Task to carry out:
Your answer must be a single number: how many lines in the records include the word "Finished".
++++++++
//! Task record: one submitted unit of work.

use chrono::{DateTime, Utc};
use serde::{Deserialize, Serialize};

use super::errors::TransitionError;
use super::{StorageLocation, TaskId, TaskStatus};

/// Metadata for one task.
///
/// Design:
/// - Fields are private; every mutation goes through a transition method that
///   checks the edge first and leaves the record untouched when it is illegal.
/// - `output_location` is `Some` iff `status == Finished`.
/// - `error_detail` is `Some` iff `status == Error`.
#[derive(Debug, Clone, PartialEq, Eq, Serialize, Deserialize)]
pub struct Task {
    id: TaskId,
    status: TaskStatus,
    progress: u8,
    input_location: Option<StorageLocation>,
    output_location: Option<StorageLocation>,
    error_detail: Option<String>,
    created_at: DateTime<Utc>,
    updated_at: DateTime<Utc>,
}

impl Task {
    /// A fresh task in `Pending` with no input attached yet.
    pub fn new(id: TaskId, now: DateTime<Utc>) -> Self {
        Self {
            id,
            status: TaskStatus::Pending,
            progress: 0,
            input_location: None,
            output_location: None,
            error_detail: None,
            created_at: now,
            updated_at: now,
        }
    }

    pub fn id(&self) -> TaskId {
        self.id
    }

    pub fn status(&self) -> TaskStatus {
        self.status
    }

    pub fn progress(&self) -> u8 {
        self.progress
    }

    pub fn input_location(&self) -> Option<&StorageLocation> {
        self.input_location.as_ref()
    }

    pub fn output_location(&self) -> Option<&StorageLocation> {
        self.output_location.as_ref()
    }

    pub fn error_detail(&self) -> Option<&str> {
        self.error_detail.as_deref()
    }

    pub fn created_at(&self) -> DateTime<Utc> {
        self.created_at
    }

    pub fn updated_at(&self) -> DateTime<Utc> {
        self.updated_at
    }

    /// Record where the submitted artifact was persisted. Only once, only while `Pending`.
    pub fn attach_input(
        &mut self,
        location: StorageLocation,
        now: DateTime<Utc>,
    ) -> Result<(), TransitionError> {
        if self.status != TaskStatus::Pending || self.input_location.is_some() {
            return Err(TransitionError::InputAlreadyAttached {
                task_id: self.id,
                status: self.status,
            });
        }
        self.input_location = Some(location);
        self.updated_at = now;
        Ok(())
    }

    /// Pending -> Processing.
    pub fn start(&mut self, now: DateTime<Utc>) -> Result<(), TransitionError> {
        self.check(TaskStatus::Processing)?;
        if self.status == TaskStatus::Processing {
            return Err(self.illegal(TaskStatus::Processing));
        }
        self.status = TaskStatus::Processing;
        self.progress = 0;
        self.updated_at = now;
        Ok(())
    }

    /// Processing -> Processing with a new progress value.
    ///
    /// Values are clamped to 100. A value below the current progress is ignored so
    /// pollers never see progress go backwards. Returns whether the value was applied.
    pub fn set_progress(&mut self, percent: u8, now: DateTime<Utc>) -> Result<bool, TransitionError> {
        if self.status != TaskStatus::Processing {
            return Err(self.illegal(TaskStatus::Processing));
        }
        let percent = percent.min(100);
        if percent <= self.progress {
            return Ok(false);
        }
        self.progress = percent;
        self.updated_at = now;
        Ok(true)
    }

    /// Processing -> Finished.
    pub fn finish(
        &mut self,
        output: StorageLocation,
        now: DateTime<Utc>,
    ) -> Result<(), TransitionError> {
        self.check(TaskStatus::Finished)?;
        self.status = TaskStatus::Finished;
        self.progress = 100;
        self.output_location = Some(output);
        self.updated_at = now;
        Ok(())
    }

    /// Processing -> Error.
    pub fn fail(&mut self, detail: impl Into<String>, now: DateTime<Utc>) -> Result<(), TransitionError> {
        self.check(TaskStatus::Error)?;
        let detail = detail.into();
        self.status = TaskStatus::Error;
        self.error_detail = Some(if detail.trim().is_empty() {
            "unknown error".to_string()
        } else {
            detail
        });
        self.updated_at = now;
        Ok(())
    }

    fn check(&self, next: TaskStatus) -> Result<(), TransitionError> {
        if self.status.can_transition_to(next) {
            Ok(())
        } else {
            Err(self.illegal(next))
        }
    }

    fn illegal(&self, to: TaskStatus) -> TransitionError {
        TransitionError::Illegal {
            task_id: self.id,
            from: self.status,
            to,
        }
    }
}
++++++++
Written response:
4